Finalmente, não há nada de dramático ou intolerante em não se poder fumar num edifício, há ene coisas que não se podem fazer nos edifícios muito mais difíceis de justificar. P.ex. não pode fazer nudismo num supermercado, nem na rua aliás! Barulho nem em sua casa pode fazer. Etc etc etc etc etc etc etc etc. O que aqui me parece dramático é que haja tanta gente que se sente obrigada a subir e descer escadas, a enfrentar chuva e frio, para fumar. Isso sim é estranho e ditatorial. Não é a lei que é intolerante com os fumadores, ninguém está impedido de fumar, é o tabaco que não vos deixa viver em paz... e vos obriga a consumi-lo sempre, dê por onde der.

Má ideia! disse...

humpf, chamo nazi à situação em que há um controlo ESTATAL centrado na ideia de corpo ADEQUADO, simplesmente porque é o movimento moderno inaugural dessa tendencia, cujos genocídios foram sintomas, mas não a doença.

para deixar de fumar tem que se mudar de estilo de vida. Para se deixar de estar exposto, tem que se mudar de estilo de vida. Pesar os dois na balança é tricky, acusar de genocídio (yeap, morte passiva) é tricky. Comparar-se a um modelo nordico é tricky (eu falava da alemanha, mas da maneira como as pessoas que lá vivem se estavam a comportar, não do modelo, e ainda aqui, é o teu discurso |raivoso| que me interessa)

bossito disse...

A minha raiva é contra este "deixa andar" que nos é tão típico que impede a aplicação com um mínimo de rigor de uma lei já de si branda, frouxa e ultrapassada em relação à norma europeia. É contra isso que me enraiveço. Um país incapaz de produzir, aplicar e respeitar as leis não é um país, é um circo.

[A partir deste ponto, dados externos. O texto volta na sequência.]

//! Plain-text table rendering for CLI output.

use crate::utils;
use color_eyre::eyre::{eyre, Report, Result, WrapErr};
use itertools::Itertools;
use std::fs::File;
use std::io::Write;
use std::path::Path;

/// A row-based table of displayable values.
///
/// # Examples
///
/// ```
/// use repseq::table::Table;
///
/// let mut table = Table::new(vec!["name", "count"]);
/// table.add_row(vec!["rep1".to_string(), "120".to_string()]);
/// println!("{}", table.to_markdown());
/// ```
#[derive(Clone, Debug, Default, PartialEq)]
pub struct Table {
    pub headers: Vec<String>,
    pub rows: Vec<Vec<String>>,
}

impl Table {
    pub fn new(headers: Vec<&str>) -> Self {
        Table { headers: headers.into_iter().map(String::from).collect(), rows: Vec::new() }
    }

    pub fn add_row(&mut self, row: Vec<String>) {
        self.rows.push(row);
    }

    /// Render with padded, pipe-separated columns.
    pub fn to_markdown(&self) -> String {
        // widest cell per column, with a space of padding on either side
        let widths = self
            .headers
            .iter()
            .enumerate()
            .map(|(col, header)| {
                self.rows
                    .iter()
                    .map(|row| row.get(col).map(String::len).unwrap_or(0))
                    .chain(std::iter::once(header.len()))
                    .max()
                    .unwrap_or(0)
                    + 2
            })
            .collect_vec();

        let mut markdown = String::from("|");
        let mut frame = String::from("|");
        for (header, width) in self.headers.iter().zip(widths.iter()) {
            markdown.push_str(&format!("{:^width$}|", header, width = width));
            frame.push_str(&format!("{}|", "-".repeat(*width)));
        }
        markdown.push('\n');
        markdown.push_str(&frame);
        markdown.push('\n');

        for row in &self.rows {
            markdown.push('|');
            for (col, width) in widths.iter().enumerate() {
                let cell = row.get(col).map(String::as_str).unwrap_or("");
                markdown.push_str(&format!("{:^width$}|", cell, width = width));
            }
            markdown.push('\n');
        }

        markdown
    }

    /// Write as a delimited file; the delimiter follows the extension.
    pub fn write(&self, path: &Path) -> Result<(), Report> {
        let delim = utils::get_delimiter(&path)?.to_string();
        let mut file =
            File::create(path).wrap_err_with(|| eyre!("Unable to create file: {path:?}"))?;

        let line = format!("{}\n", self.headers.iter().join(&delim));
        file.write_all(line.as_bytes())
            .wrap_err_with(|| eyre!("Unable to write table headers: {line}"))?;

        for row in &self.rows {
            let line = format!("{}\n", row.iter().join(&delim));
            file.write_all(line.as_bytes())
                .wrap_err_with(|| eyre!("Unable to write table row: {line}"))?;
        }

        Ok(())
    }
}
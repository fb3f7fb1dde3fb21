//! Analysis commands: top, search, overlap, track, gene-use, segments.

use crate::cli::{OutputArgs, StoreArgs};
use crate::geneuse;
use crate::keys::KeyType;
use crate::overlap;
use crate::repertoire::{Rearrangement, RepertoireResult};
use crate::search;
use crate::segments::Segment;
use crate::store::{ContextStore, FileStore};
use crate::table::Table;
use crate::topx;
use crate::track;
use crate::tsv;
use clap::Args;
use color_eyre::eyre::{Report, Result};
use console::Style;
use itertools::Itertools;
use serde::Serialize;
use strum::IntoEnumIterator;

// ----------------------------------------------------------------------------
// Shared helpers

fn open<'s>(store: &'s FileStore, args: &StoreArgs) -> Result<ContextStore<'s>, Report> {
    ContextStore::open(store, &args.user, &args.context)
}

/// Print JSON or a table, optionally writing the table to a file.
fn deliver<T: Serialize>(value: &T, table: Table, output: &OutputArgs) -> Result<(), Report> {
    if output.json {
        println!("{}", serde_json::to_string_pretty(value)?);
    } else {
        println!("{}", table.to_markdown());
    }
    if let Some(path) = &output.output {
        table.write(path)?;
    }
    Ok(())
}

fn results_table(results: &[RepertoireResult]) -> Table {
    let mut table = Table::new(vec![
        "Repertoire",
        "Rearrangement",
        "AminoAcid",
        "Frame",
        "Count",
        "FractionOfLocus",
    ]);

    for result in results {
        for r in &result.rearrangements {
            table.add_row(vec![
                result.repertoire.name.clone(),
                r.rearrangement.clone(),
                r.amino_acid.clone(),
                format!("{:?}", r.frame_type),
                r.count.to_string(),
                format!("{:.5}", r.fraction_of_locus(&result.repertoire)),
            ]);
        }
    }
    table
}

// ----------------------------------------------------------------------------
// Top

#[derive(Args, Debug)]
pub struct TopArgs {
    #[clap(flatten)]
    pub store: StoreArgs,

    /// Repertoires to rank, comma separated.
    #[clap(short = 'r', long, value_delimiter = ',', required = true)]
    pub repertoires: Vec<String>,

    /// Ranking criterion.
    #[clap(long, value_enum, default_value_t = topx::Sort::default())]
    pub sort: topx::Sort,

    /// Rows per repertoire.
    #[clap(long, default_value_t = 25)]
    pub count: usize,

    #[clap(flatten)]
    pub output: OutputArgs,
}

pub fn top(args: &TopArgs) -> Result<(), Report> {
    let store = FileStore::new(&args.store.store)?;
    let crs = open(&store, &args.store)?;

    let params = topx::Params {
        repertoires: args.repertoires.clone(),
        sort: args.sort,
        count: args.count,
    };
    let results = topx::top(&crs, &params, &topx::Config::default())?;

    deliver(&results, results_table(&results), &args.output)
}

// ----------------------------------------------------------------------------
// Search

#[derive(Args, Debug)]
pub struct SearchArgs {
    #[clap(flatten)]
    pub store: StoreArgs,

    /// Repertoires to search, comma separated.
    #[clap(short = 'r', long, value_delimiter = ',', required = true)]
    pub repertoires: Vec<String>,

    /// Motif to look for.
    #[clap(short = 'm', long)]
    pub motif: String,

    /// Key string the motif is matched against.
    #[clap(short = 'k', long, value_enum, default_value_t = KeyType::default())]
    pub key_type: KeyType,

    /// Mismatches a hit may contain.
    #[clap(long, default_value_t = 0)]
    pub mutations: usize,

    #[clap(flatten)]
    pub output: OutputArgs,
}

pub fn search(args: &SearchArgs) -> Result<(), Report> {
    let store = FileStore::new(&args.store.store)?;
    let crs = open(&store, &args.store)?;

    let params = search::Params {
        repertoires: args.repertoires.clone(),
        motif: args.motif.clone(),
        key_type: args.key_type,
        allowed_mutations: args.mutations,
    };
    let results = search::search(&crs, &params)?;

    deliver(&results, results_table(&results), &args.output)
}

// ----------------------------------------------------------------------------
// Overlap

#[derive(Args, Debug)]
pub struct OverlapArgs {
    #[clap(flatten)]
    pub store: StoreArgs,

    /// Repertoires to compare, comma separated.
    #[clap(short = 'r', long, value_delimiter = ',', required = true)]
    pub repertoires: Vec<String>,

    /// Key string compared across repertoires.
    #[clap(short = 'k', long, value_enum, default_value_t = KeyType::default())]
    pub key_type: KeyType,

    /// Report every key grouped by count profile, not just shared ones.
    #[clap(long)]
    pub combined: bool,

    #[clap(flatten)]
    pub output: OutputArgs,
}

pub fn run_overlap(args: &OverlapArgs) -> Result<(), Report> {
    let store = FileStore::new(&args.store.store)?;
    let crs = open(&store, &args.store)?;

    let params = overlap::Params {
        repertoires: args.repertoires.clone(),
        key_type: args.key_type,
        mode: if args.combined { overlap::Mode::Combined } else { overlap::Mode::Standard },
    };
    let result = overlap::overlap(&crs, &params, &overlap::Config::default())?;

    let mut headers = vec!["Key".to_string(), "Keys".to_string(), "PresentIn".to_string()];
    headers.extend(result.repertoires.iter().map(|r| r.name.clone()));
    let mut table = Table::new(headers.iter().map(String::as_str).collect());

    for item in &result.items {
        let mut row = vec![
            item.key.clone(),
            item.key_count.to_string(),
            item.present_in.to_string(),
        ];
        row.extend(item.counts.iter().map(|count| count.to_string()));
        table.add_row(row);
    }

    if result.truncated {
        log::warn!("overlap results truncated to the best {}", result.items.len());
    }

    deliver(&result, table, &args.output)
}

// ----------------------------------------------------------------------------
// Track

#[derive(Args, Debug)]
pub struct TrackArgs {
    #[clap(flatten)]
    pub store: StoreArgs,

    /// Repertoires to track across, comma separated.
    #[clap(short = 'r', long, value_delimiter = ',', required = true)]
    pub repertoires: Vec<String>,

    /// Target nucleotide sequences, comma separated.
    #[clap(short = 't', long, value_delimiter = ',')]
    #[clap(required_unless_present = "dx_options")]
    pub targets: Vec<String>,

    /// Suggest trackable clones instead of counting targets.
    #[clap(long)]
    pub dx_options: bool,

    /// Minimum matched bases for a clone hit.
    #[clap(long, default_value_t = 25)]
    pub min_match: usize,

    #[clap(flatten)]
    pub output: OutputArgs,
}

pub fn run_track(args: &TrackArgs) -> Result<(), Report> {
    let store = FileStore::new(&args.store.store)?;
    let crs = open(&store, &args.store)?;
    let mrd = track::MrdEngine::new(track::MrdConfig { min_match_length: args.min_match });

    if args.dx_options {
        let results =
            track::dx_options(&crs, &args.repertoires, &track::Config::default(), &mrd)?;
        return deliver(&results, results_table(&results), &args.output);
    }

    let targets = args
        .targets
        .iter()
        .map(|sequence| Rearrangement {
            rearrangement: sequence.clone(),
            ..Default::default()
        })
        .collect();

    let params = track::Params { repertoires: args.repertoires.clone(), targets };
    let results = track::track(&crs, &params, &track::Config::default(), &mrd)?;

    let mut headers = vec!["Target".to_string()];
    headers.extend(results.repertoires.iter().map(|r| r.name.clone()));
    let mut table = Table::new(headers.iter().map(String::as_str).collect());

    for values in &results.target_values {
        let mut row = vec![values.target.rearrangement.clone()];
        row.extend(values.values.iter().map(|count| count.to_string()));
        table.add_row(row);
    }

    deliver(&results, table, &args.output)
}

// ----------------------------------------------------------------------------
// GeneUse

#[derive(Args, Debug)]
pub struct GeneUseArgs {
    #[clap(flatten)]
    pub store: StoreArgs,

    /// Repertoire to aggregate.
    #[clap(short = 'n', long)]
    pub name: String,

    /// Keep rearrangements with an unresolved gene, bucketed as X.
    #[clap(long)]
    pub include_unknown: bool,

    /// Keep family-only calls, bucketed as <family>-X.
    #[clap(long)]
    pub include_family_only: bool,

    #[clap(flatten)]
    pub output: OutputArgs,
}

pub fn gene_use(args: &GeneUseArgs) -> Result<(), Report> {
    let store = FileStore::new(&args.store.store)?;
    let crs = open(&store, &args.store)?;

    let params = geneuse::Params {
        repertoire: args.name.clone(),
        include_unknown: args.include_unknown,
        include_family_only: args.include_family_only,
    };
    let usage = geneuse::gene_use(&crs, &params)?;

    let mut table = Table::new(vec!["V", "J", "Count"]);
    for at in 0..usage.counts.len() {
        table.add_row(vec![
            usage.v_genes[at].clone(),
            usage.j_genes[at].clone(),
            usage.counts[at].to_string(),
        ]);
    }

    deliver(&usage, table, &args.output)
}

// ----------------------------------------------------------------------------
// Segments

#[derive(Args, Debug)]
pub struct SegmentsArgs {
    #[clap(flatten)]
    pub store: StoreArgs,

    /// Repertoire to display.
    #[clap(short = 'n', long)]
    pub name: String,

    /// First row to display.
    #[clap(long, default_value_t = 0)]
    pub start: usize,

    /// Rows to display.
    #[clap(long, default_value_t = 25)]
    pub count: usize,
}

fn segment_style(segment: Segment) -> Style {
    match segment {
        Segment::V => Style::new().blue(),
        Segment::N1 => Style::new().magenta(),
        Segment::D => Style::new().red(),
        Segment::N2 => Style::new().yellow(),
        Segment::J => Style::new().green(),
    }
}

/// Print rearrangements with their segment partitions color-coded.
pub fn segments(args: &SegmentsArgs) -> Result<(), Report> {
    let store = FileStore::new(&args.store.store)?;
    let crs = open(&store, &args.store)?;
    crs.require(&args.name)?;

    let legend = Segment::iter()
        .map(|segment| segment_style(segment).apply_to(segment).to_string())
        .join(" ");
    println!("segments: {legend}");

    let mut reader = tsv::Reader::new(crs.open_repertoire(&args.name)?, args.start);
    for r in reader.read_batch(args.count)? {
        let colored = r
            .segments()
            .iter()
            .map(|span| segment_style(span.segment).apply_to(span.text).to_string())
            .collect::<String>();
        println!("{:>8}  {colored}", r.count);
    }

    Ok(())
}
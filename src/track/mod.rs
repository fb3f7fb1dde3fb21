//! Track clones across repertoires over time.

#[cfg(test)]
pub mod tests;

use crate::repertoire::{Rearrangement, Repertoire, RepertoireResult};
use crate::store::ContextStore;
use crate::topx;
use crate::tsv;
use color_eyre::eyre::{eyre, Report, Result};
use color_eyre::Help;
use rayon::prelude::*;
use serde::{Deserialize, Serialize};

// ----------------------------------------------------------------------------
// MrdEngine

/// Cross-assay clone matching.
///
/// Tracking runs across assay versions whose reads cover different amounts
/// of the rearrangement, so two reports of one clone rarely have equal
/// sequences. Matching aligns both sequences on their J index (or on their
/// right edge when either J call is unusable) and scans outward; a match
/// must cover the shorter sequence completely. Without a minimum matched
/// length, very short sequences over-match, so that floor is configurable.
#[derive(Clone, Debug)]
pub struct MrdConfig {
    pub min_match_length: usize,
}

impl Default for MrdConfig {
    fn default() -> Self {
        MrdConfig { min_match_length: 25 }
    }
}

#[derive(Clone, Debug, Default)]
pub struct MrdEngine {
    cfg: MrdConfig,
}

impl MrdEngine {
    pub fn new(cfg: MrdConfig) -> Self {
        MrdEngine { cfg }
    }

    /// True when the two rearrangements look like the same clone.
    pub fn matches(&self, a: &Rearrangement, b: &Rearrangement) -> bool {
        self.matches_anchored(&a.rearrangement, a.j_index, &b.rearrangement, b.j_index)
    }

    pub fn matches_anchored(
        &self,
        a: &str,
        a_j: Option<usize>,
        b: &str,
        b_j: Option<usize>,
    ) -> bool {
        let a = a.as_bytes();
        let b = b.as_bytes();

        // knowing one J index but not the other is no help; fall back to
        // aligning both right edges
        let (anchor_a, anchor_b) = match (a_j, b_j) {
            (Some(a_j), Some(b_j)) if a_j < a.len() && b_j < b.len() => (a_j, b_j),
            _ => (a.len(), b.len()),
        };

        let mut matched = 0;

        // scan right from the anchor
        let right = a[anchor_a..].iter().zip(b[anchor_b..].iter());
        for (ch_a, ch_b) in right {
            if !ch_a.eq_ignore_ascii_case(ch_b) {
                return false;
            }
            matched += 1;
        }

        // and left
        let left = a[..anchor_a].iter().rev().zip(b[..anchor_b].iter().rev());
        for (ch_a, ch_b) in left {
            if !ch_a.eq_ignore_ascii_case(ch_b) {
                return false;
            }
            matched += 1;
        }

        matched >= self.cfg.min_match_length
    }
}

// ----------------------------------------------------------------------------
// Tracking

#[derive(Clone, Debug)]
pub struct Config {
    /// Most targets one tracking call may follow.
    pub max_targets: usize,
    /// How many dx candidates to pull per repertoire.
    pub dx_options_count: usize,
    /// Locus-fraction floor for dx candidacy.
    pub dx_options_min_fraction_of_locus: f64,
}

impl Default for Config {
    fn default() -> Self {
        Config {
            max_targets: 50,
            dx_options_count: 20,
            dx_options_min_fraction_of_locus: 0.05,
        }
    }
}

#[derive(Clone, Debug)]
pub struct Params {
    pub repertoires: Vec<String>,
    pub targets: Vec<Rearrangement>,
}

/// One target's counts across every tracked repertoire.
#[derive(Clone, Debug, Deserialize, PartialEq, Serialize)]
#[serde(rename_all = "PascalCase")]
pub struct TargetValues {
    pub target: Rearrangement,
    /// In the order of [`Results::repertoires`].
    pub values: Vec<u64>,
}

#[derive(Clone, Debug, Default, Deserialize, PartialEq, Serialize)]
#[serde(rename_all = "PascalCase")]
pub struct Results {
    /// Chronological; undated repertoires sort last.
    pub repertoires: Vec<Repertoire>,
    pub target_values: Vec<TargetValues>,
}

/// Count every target across every repertoire.
pub fn track(
    crs: &ContextStore,
    params: &Params,
    cfg: &Config,
    mrd: &MrdEngine,
) -> Result<Results, Report> {
    if params.targets.len() > cfg.max_targets {
        return Err(eyre!(
            "Too many tracking targets: {} > {}",
            params.targets.len(),
            cfg.max_targets
        )
        .suggestion("Track fewer clones per call."));
    }

    let mut repertoires = params
        .repertoires
        .iter()
        .map(|name| crs.require(name).cloned())
        .collect::<Result<Vec<_>, Report>>()?;
    repertoires.sort_by(|a, b| a.chronological(b));

    // counts per repertoire, pivoted by target below
    let matrix = repertoires
        .par_iter()
        .map(|repertoire| match_targets(crs, params, repertoire, mrd))
        .collect::<Result<Vec<Vec<u64>>, Report>>()?;

    let target_values = params
        .targets
        .iter()
        .enumerate()
        .map(|(at, target)| TargetValues {
            target: target.clone(),
            values: matrix.iter().map(|counts| counts[at]).collect(),
        })
        .collect();

    Ok(Results { repertoires, target_values })
}

fn match_targets(
    crs: &ContextStore,
    params: &Params,
    repertoire: &Repertoire,
    mrd: &MrdEngine,
) -> Result<Vec<u64>, Report> {
    let mut reader = tsv::Reader::new(crs.open_repertoire(&repertoire.name)?, 0);
    let mut counts = vec![0u64; params.targets.len()];

    while let Some(r) = reader.read_next()? {
        for (target, count) in params.targets.iter().zip(counts.iter_mut()) {
            if mrd.matches(target, &r) {
                *count += r.count;
            }
        }
    }

    Ok(counts)
}

// ----------------------------------------------------------------------------
// Dx options

/// Suggest trackable clones: the dx-potential leaders of each repertoire.
///
/// Rearrangements pass the cut if they are already dx-flagged or dominate
/// their locus; dx-flagged clones not seen in an earlier repertoire (under
/// MRD matching) are pre-selected.
pub fn dx_options(
    crs: &ContextStore,
    repertoires: &[String],
    cfg: &Config,
    mrd: &MrdEngine,
) -> Result<Vec<RepertoireResult>, Report> {
    let topx_params = topx::Params {
        repertoires: repertoires.to_vec(),
        sort: topx::Sort::DxPotential,
        count: cfg.dx_options_count,
    };
    let mut potentials = topx::top(crs, &topx_params, &topx::Config::default())?;
    potentials.sort_by(|a, b| a.repertoire.chronological(&b.repertoire));

    let mut results = Vec::new();
    let mut seen: Vec<Rearrangement> = Vec::new();

    for potential in potentials {
        if potential.rearrangements.is_empty() {
            continue;
        }

        let mut result = RepertoireResult {
            repertoire: potential.repertoire,
            selection_indices: Some(Vec::new()),
            ..Default::default()
        };

        for r in potential.rearrangements {
            let fraction = r.fraction_of_locus(&result.repertoire);
            let keep = r.dx || fraction >= cfg.dx_options_min_fraction_of_locus;
            if keep {
                result.rearrangements.push(r.clone());
            }

            if r.dx && !seen.iter().any(|prior| mrd.matches(&r, prior)) {
                if let Some(selected) = result.selection_indices.as_mut() {
                    selected.push(result.rearrangements.len() - 1);
                }
                seen.push(r);
            }
        }

        if !result.rearrangements.is_empty() {
            results.push(result);
        }
    }

    Ok(results)
}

É claro que há questões muito mais importantes do que esta, mas é um exemplo perfeito e recente que ilustra a bandalheira geral, a desresponsabilização, a justiça para ricos versus a justiça para pobres, a arbitrariedade das punições, a incapacidade de alterar hábitos justificáveis apenas por serem hábitos com vista a um bem comum.. enfim, é por isso que em enraiveço, sim.

Quanto ao resto é como digo, mil e uma regulamentações e proibições muito mais invasivas e difíceis de justificar.. e sem 1 milésimo da oposição. Quem disse que a dependência por um tóxico não pode estimular o activismo político?

jpt disse...

"Não é a lei que é intolerante com os fumadores, ninguém está impedido de fumar, é o tabaco que não vos deixa viver em paz... e vos obriga a consumi-lo sempre, dê por onde der."

Fumo porque quero e dispenso este tipo de moralismo. Já agora, não é a lei do casamento que está mal, é o "vício" que impede os gays de se casarem com pessoas do outro sexo? Tentarmos ver o outro lado, colocando-nos na posição do "outro", é uma medida básica de higienismo mental.

bossito disse...

Mas qual moralismo? Acho que cada um deve fazer o quer e lhe apeteça, desde que dentro das normas que a sociedade vá definindo claro. Nada contra o que não me prejudica. Ponhamo-nos todos no lugar dos outros sim.

Deve alguém que está ao meu lado levar com o fumo em cima só porque me apetece fumar? É este "pôr no lugar do outro" que falhou ao longo de séculos, e torna leis como esta necessárias. Mas de resto, moralismo algum JPT, acho óptimo que só fumes porque queres e quando queres. Com esse auto-controlo não terás qualquer problema em viver com esta lei. Mas não é isso que se sente em muitos fumadores, para quem fumar não é definitivamente uma actividade executada livremente, mas antes por obrigação fisiológica. Mas tudo bem também, desde que essa obrigação não se transforme em problema meu, como acontecia várias vezes antes da 37/2007.